◆ **Problem description**:
All lines from the entries below that contain the string "crate" should be copied out.

◆ **Provided material**:
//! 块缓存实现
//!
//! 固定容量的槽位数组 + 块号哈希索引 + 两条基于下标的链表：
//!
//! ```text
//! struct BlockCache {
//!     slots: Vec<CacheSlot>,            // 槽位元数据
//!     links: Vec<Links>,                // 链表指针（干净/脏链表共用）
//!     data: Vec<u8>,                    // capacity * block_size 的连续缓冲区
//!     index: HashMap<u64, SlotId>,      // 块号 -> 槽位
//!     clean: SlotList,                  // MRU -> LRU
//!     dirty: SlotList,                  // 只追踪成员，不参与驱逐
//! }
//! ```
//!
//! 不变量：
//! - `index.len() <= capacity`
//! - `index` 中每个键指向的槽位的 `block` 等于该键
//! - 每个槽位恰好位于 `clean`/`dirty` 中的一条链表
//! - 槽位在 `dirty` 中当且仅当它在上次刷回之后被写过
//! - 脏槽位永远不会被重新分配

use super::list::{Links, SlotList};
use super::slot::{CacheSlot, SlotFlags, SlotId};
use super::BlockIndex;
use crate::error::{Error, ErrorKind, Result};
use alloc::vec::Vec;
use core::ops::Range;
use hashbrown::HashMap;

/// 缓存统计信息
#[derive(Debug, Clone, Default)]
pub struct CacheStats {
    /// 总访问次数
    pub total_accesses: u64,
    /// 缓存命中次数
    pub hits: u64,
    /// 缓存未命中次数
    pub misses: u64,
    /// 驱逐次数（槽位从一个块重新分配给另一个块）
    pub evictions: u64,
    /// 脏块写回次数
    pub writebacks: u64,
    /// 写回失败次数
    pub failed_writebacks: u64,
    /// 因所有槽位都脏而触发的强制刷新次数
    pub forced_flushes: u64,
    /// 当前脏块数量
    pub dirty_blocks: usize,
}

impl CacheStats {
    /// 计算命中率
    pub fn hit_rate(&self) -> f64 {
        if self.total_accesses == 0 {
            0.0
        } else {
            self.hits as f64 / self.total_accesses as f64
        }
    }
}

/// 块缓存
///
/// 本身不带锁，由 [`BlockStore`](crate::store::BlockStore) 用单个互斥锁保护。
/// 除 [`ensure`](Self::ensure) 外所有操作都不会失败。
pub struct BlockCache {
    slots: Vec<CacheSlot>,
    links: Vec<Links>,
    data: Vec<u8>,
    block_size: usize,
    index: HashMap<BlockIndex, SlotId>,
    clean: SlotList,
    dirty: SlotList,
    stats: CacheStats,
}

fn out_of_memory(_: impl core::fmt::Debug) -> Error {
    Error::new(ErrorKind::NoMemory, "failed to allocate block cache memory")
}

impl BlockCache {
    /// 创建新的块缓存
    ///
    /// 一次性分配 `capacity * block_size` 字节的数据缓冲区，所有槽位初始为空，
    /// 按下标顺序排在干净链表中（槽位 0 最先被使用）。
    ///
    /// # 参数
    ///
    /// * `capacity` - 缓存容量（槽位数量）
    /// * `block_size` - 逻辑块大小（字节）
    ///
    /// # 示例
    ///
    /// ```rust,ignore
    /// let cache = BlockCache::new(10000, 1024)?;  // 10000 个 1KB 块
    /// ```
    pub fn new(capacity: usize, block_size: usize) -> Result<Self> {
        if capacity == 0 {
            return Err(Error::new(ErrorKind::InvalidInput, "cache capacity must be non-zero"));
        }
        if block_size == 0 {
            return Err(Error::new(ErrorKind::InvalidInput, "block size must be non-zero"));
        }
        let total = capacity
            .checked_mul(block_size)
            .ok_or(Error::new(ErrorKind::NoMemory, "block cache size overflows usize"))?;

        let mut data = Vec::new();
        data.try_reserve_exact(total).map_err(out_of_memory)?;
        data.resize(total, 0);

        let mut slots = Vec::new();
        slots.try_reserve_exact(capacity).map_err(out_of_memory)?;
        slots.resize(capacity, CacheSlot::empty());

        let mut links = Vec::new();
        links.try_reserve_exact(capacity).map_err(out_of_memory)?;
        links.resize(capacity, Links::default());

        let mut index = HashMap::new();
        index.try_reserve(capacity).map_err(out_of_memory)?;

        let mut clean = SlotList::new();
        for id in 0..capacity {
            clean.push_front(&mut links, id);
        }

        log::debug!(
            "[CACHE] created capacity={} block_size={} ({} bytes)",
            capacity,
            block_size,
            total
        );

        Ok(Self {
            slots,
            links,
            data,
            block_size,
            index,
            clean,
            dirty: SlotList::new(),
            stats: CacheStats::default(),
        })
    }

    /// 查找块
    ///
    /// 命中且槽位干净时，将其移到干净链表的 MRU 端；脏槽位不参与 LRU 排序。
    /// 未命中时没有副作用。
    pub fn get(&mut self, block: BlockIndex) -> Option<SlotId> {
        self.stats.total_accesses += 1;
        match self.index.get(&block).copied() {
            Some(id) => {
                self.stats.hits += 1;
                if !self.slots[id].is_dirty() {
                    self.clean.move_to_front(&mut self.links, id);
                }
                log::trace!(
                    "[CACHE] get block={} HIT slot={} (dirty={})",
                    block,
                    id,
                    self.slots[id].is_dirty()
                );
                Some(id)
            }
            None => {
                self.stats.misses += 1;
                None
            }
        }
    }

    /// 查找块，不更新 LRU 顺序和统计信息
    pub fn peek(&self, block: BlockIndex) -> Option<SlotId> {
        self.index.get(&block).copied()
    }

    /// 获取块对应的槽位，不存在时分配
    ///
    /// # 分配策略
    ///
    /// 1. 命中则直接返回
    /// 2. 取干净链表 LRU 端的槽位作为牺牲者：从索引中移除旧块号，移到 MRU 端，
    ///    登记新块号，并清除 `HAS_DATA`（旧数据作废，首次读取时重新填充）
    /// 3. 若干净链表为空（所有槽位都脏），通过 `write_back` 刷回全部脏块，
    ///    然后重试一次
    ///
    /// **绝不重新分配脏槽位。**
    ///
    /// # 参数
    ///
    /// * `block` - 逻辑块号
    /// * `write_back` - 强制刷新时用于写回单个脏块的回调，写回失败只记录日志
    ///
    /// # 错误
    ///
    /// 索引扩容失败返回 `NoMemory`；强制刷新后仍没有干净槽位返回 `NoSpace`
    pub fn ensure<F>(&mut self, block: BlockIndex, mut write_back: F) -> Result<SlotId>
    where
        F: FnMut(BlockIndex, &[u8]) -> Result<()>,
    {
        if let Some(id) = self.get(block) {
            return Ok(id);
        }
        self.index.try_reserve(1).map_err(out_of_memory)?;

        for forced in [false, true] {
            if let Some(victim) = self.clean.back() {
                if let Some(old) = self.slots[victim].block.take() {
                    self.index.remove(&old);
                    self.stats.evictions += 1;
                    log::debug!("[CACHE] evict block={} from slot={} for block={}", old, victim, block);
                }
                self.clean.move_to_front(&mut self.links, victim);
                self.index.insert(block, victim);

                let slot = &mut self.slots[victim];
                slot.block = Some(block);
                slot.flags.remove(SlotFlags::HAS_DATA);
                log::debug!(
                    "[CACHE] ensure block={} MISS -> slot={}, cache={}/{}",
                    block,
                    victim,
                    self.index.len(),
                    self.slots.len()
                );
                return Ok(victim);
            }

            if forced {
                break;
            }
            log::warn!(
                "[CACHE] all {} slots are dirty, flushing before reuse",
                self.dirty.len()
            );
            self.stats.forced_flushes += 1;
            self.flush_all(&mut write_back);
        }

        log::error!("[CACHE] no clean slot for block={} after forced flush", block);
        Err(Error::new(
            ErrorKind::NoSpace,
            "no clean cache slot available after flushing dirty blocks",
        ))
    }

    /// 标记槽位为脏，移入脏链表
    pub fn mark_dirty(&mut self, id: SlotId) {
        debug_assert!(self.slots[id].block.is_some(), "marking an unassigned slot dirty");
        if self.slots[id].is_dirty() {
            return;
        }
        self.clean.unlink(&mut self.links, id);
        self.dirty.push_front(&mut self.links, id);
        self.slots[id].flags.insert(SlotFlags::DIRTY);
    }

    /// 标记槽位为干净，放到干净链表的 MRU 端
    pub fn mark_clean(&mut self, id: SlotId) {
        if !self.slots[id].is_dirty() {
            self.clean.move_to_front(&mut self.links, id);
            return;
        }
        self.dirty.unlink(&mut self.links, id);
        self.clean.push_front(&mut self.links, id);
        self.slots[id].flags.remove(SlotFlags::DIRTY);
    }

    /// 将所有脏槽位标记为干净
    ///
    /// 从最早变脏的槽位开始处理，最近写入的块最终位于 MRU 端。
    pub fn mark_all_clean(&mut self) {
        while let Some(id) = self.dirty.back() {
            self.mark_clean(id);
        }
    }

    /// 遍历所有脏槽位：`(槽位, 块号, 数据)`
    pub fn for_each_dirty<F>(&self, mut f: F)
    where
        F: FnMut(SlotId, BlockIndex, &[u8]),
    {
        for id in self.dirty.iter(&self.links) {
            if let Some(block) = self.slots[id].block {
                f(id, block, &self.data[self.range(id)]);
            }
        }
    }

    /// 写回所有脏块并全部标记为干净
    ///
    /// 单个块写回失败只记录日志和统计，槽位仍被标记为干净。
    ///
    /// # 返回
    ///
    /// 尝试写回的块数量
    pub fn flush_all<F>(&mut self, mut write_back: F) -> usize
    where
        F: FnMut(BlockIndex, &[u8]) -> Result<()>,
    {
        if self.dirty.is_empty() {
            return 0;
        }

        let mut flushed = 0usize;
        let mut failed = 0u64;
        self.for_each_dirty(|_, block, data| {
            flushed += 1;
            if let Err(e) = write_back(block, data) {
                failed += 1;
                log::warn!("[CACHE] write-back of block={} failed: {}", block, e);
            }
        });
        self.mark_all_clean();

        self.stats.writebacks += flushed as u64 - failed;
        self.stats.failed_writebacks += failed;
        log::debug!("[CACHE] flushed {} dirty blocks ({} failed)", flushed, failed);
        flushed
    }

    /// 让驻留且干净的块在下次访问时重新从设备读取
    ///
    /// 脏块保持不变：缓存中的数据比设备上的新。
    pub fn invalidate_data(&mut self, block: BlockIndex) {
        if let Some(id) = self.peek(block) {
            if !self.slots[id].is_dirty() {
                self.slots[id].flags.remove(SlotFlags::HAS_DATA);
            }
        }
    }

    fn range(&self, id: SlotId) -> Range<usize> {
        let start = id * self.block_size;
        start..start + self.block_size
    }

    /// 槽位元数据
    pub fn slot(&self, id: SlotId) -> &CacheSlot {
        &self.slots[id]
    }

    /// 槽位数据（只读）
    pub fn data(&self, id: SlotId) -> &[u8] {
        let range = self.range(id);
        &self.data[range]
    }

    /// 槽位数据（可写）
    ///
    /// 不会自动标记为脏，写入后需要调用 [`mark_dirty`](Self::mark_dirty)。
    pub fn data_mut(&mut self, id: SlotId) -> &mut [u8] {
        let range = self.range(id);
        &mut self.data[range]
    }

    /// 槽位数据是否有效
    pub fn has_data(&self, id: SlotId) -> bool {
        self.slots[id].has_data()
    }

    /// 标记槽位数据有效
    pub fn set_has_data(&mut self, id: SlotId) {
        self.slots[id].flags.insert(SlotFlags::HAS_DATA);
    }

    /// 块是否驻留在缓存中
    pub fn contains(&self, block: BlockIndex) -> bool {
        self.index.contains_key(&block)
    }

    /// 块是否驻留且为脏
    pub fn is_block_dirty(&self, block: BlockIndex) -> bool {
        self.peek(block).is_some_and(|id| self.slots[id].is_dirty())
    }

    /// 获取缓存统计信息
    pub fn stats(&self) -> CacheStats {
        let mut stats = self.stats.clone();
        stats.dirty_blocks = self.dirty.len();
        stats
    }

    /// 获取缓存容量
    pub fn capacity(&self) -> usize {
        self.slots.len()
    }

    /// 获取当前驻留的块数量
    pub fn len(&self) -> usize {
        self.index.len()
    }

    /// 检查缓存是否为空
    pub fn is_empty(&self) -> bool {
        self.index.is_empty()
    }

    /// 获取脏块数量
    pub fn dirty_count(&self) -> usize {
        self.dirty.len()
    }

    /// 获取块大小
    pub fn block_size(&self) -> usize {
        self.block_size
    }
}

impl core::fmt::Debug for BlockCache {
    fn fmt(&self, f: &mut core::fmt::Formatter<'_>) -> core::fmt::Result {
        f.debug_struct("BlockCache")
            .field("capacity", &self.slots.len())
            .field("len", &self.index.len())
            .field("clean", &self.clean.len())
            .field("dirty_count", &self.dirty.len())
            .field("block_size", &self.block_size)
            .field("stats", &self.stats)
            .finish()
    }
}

◆ **Response box**:
use crate::error::{Error, ErrorKind, Result};
/// 本身不带锁，由 [`BlockStore`](crate::store::BlockStore) 用单个互斥锁保护。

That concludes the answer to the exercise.